Like I can make certain small decisions that have positive environmental impacts but I also realize that I'm not someone that can make my entire life about this, it's just too demanding and if I thought about it ALL the god damn time, it'd overwhelm me. Maybe that sounds like an excuse, but it's the honest truth. I'm trying to be a good person, about all I can do.
posted by Fizz at 5:28 AM on September 26, 2019 [30 favorites]


Why is this couched as "stop using the delicates cycle" instead of "stop buying throwaway polyester clothes"? What possible benefit is there to this other than generating a few clicks and generating more pointless anxiety?
posted by phooky at 5:34 AM on September 26, 2019 [85 favorites]


Not everyone can be Doug Forcett. We’d all be miserable all the time trying to see the unforeseen consequences.

You have to design systems for collective correction and economic incentives for people to move to them.
posted by jmauro at 5:35 AM on September 26, 2019 [34 favorites]

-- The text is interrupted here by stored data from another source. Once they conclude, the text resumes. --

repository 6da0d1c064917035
use clap::ValueEnum;
use std::fmt;

#[derive(Debug, Clone, Copy, PartialEq, Eq, ValueEnum)]
#[value(rename_all = "lowercase")]
pub enum OutputFormat {
    Plain,
    Json,
}

impl fmt::Display for OutputFormat {
    fn fmt(&self, f: &mut fmt::Formatter<'_>) -> fmt::Result {
        match self {
            OutputFormat::Plain => write!(f, "plain"),
            OutputFormat::Json => write!(f, "json"),
        }
    }
}

#[derive(Debug, Clone, Copy, PartialEq, Eq, ValueEnum)]
#[value(rename_all = "lowercase")]
pub enum LogLevel {
    Error,
    Warn,
    Info,
    Debug,
    Trace,
}

impl fmt::Display for LogLevel {
    fn fmt(&self, f: &mut fmt::Formatter<'_>) -> fmt::Result {
        match self {
            LogLevel::Error => write!(f, "error"),
            LogLevel::Warn => write!(f, "warn"),
            LogLevel::Info => write!(f, "info"),
            LogLevel::Debug => write!(f, "debug"),
            LogLevel::Trace => write!(f, "trace"),
        }
    }
}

So how many microfibers do hairshirts shed?
posted by zabuni at 5:54 AM on September 26, 2019 [29 favorites]


Why is this couched as "stop using the delicates cycle" instead of "stop buying throwaway polyester clothes"?

Easy! Because "stop buying throwaway polyester clothes" is bad for the economy, because we'll buy less shit and also people's response will largely be "fuck off I can't afford not to". "Destroy your clothes faster to protect the environment, because you care!" is good for the economy, because then we buy more shit.
posted by Caduceus at 6:01 AM on September 26, 2019 [14 favorites]


Why is this couched as "stop using the delicates cycle" instead of "stop buying throwaway polyester clothes"?

Because we already own synthetic clothes, and there is also an environmental impact to throwing those away and purchasing a new wardrobe?
posted by hydropsyche at 6:11 AM on September 26, 2019 [16 favorites]


So how many microfibers do hairshirts shed?

Or potato sacks?
posted by NoMich at 6:18 AM on September 26, 2019


A couple of points:

Throwing an entire item of clothing away doesn't have a directly comparable environmental impact to regularly washing that item of clothing. How you balance one against the other is going to be extremely complex. One probably is worse than the other; I just wouldn't bank on it being throwing the item away. Polyester is a recyclable material though, and it doesn't have to be recycled as fibres, so it's not an either-or anyway. Not that recycling plastic is a perfect solution for anything.

I may be wrong, but I believe that polyester fleece is the main offender in terms of shedding microfibres, so maybe there's a way to replace it in products, and at least substantially reduce the problem.
posted by pipeski at 6:27 AM on September 26, 2019 [4 favorites]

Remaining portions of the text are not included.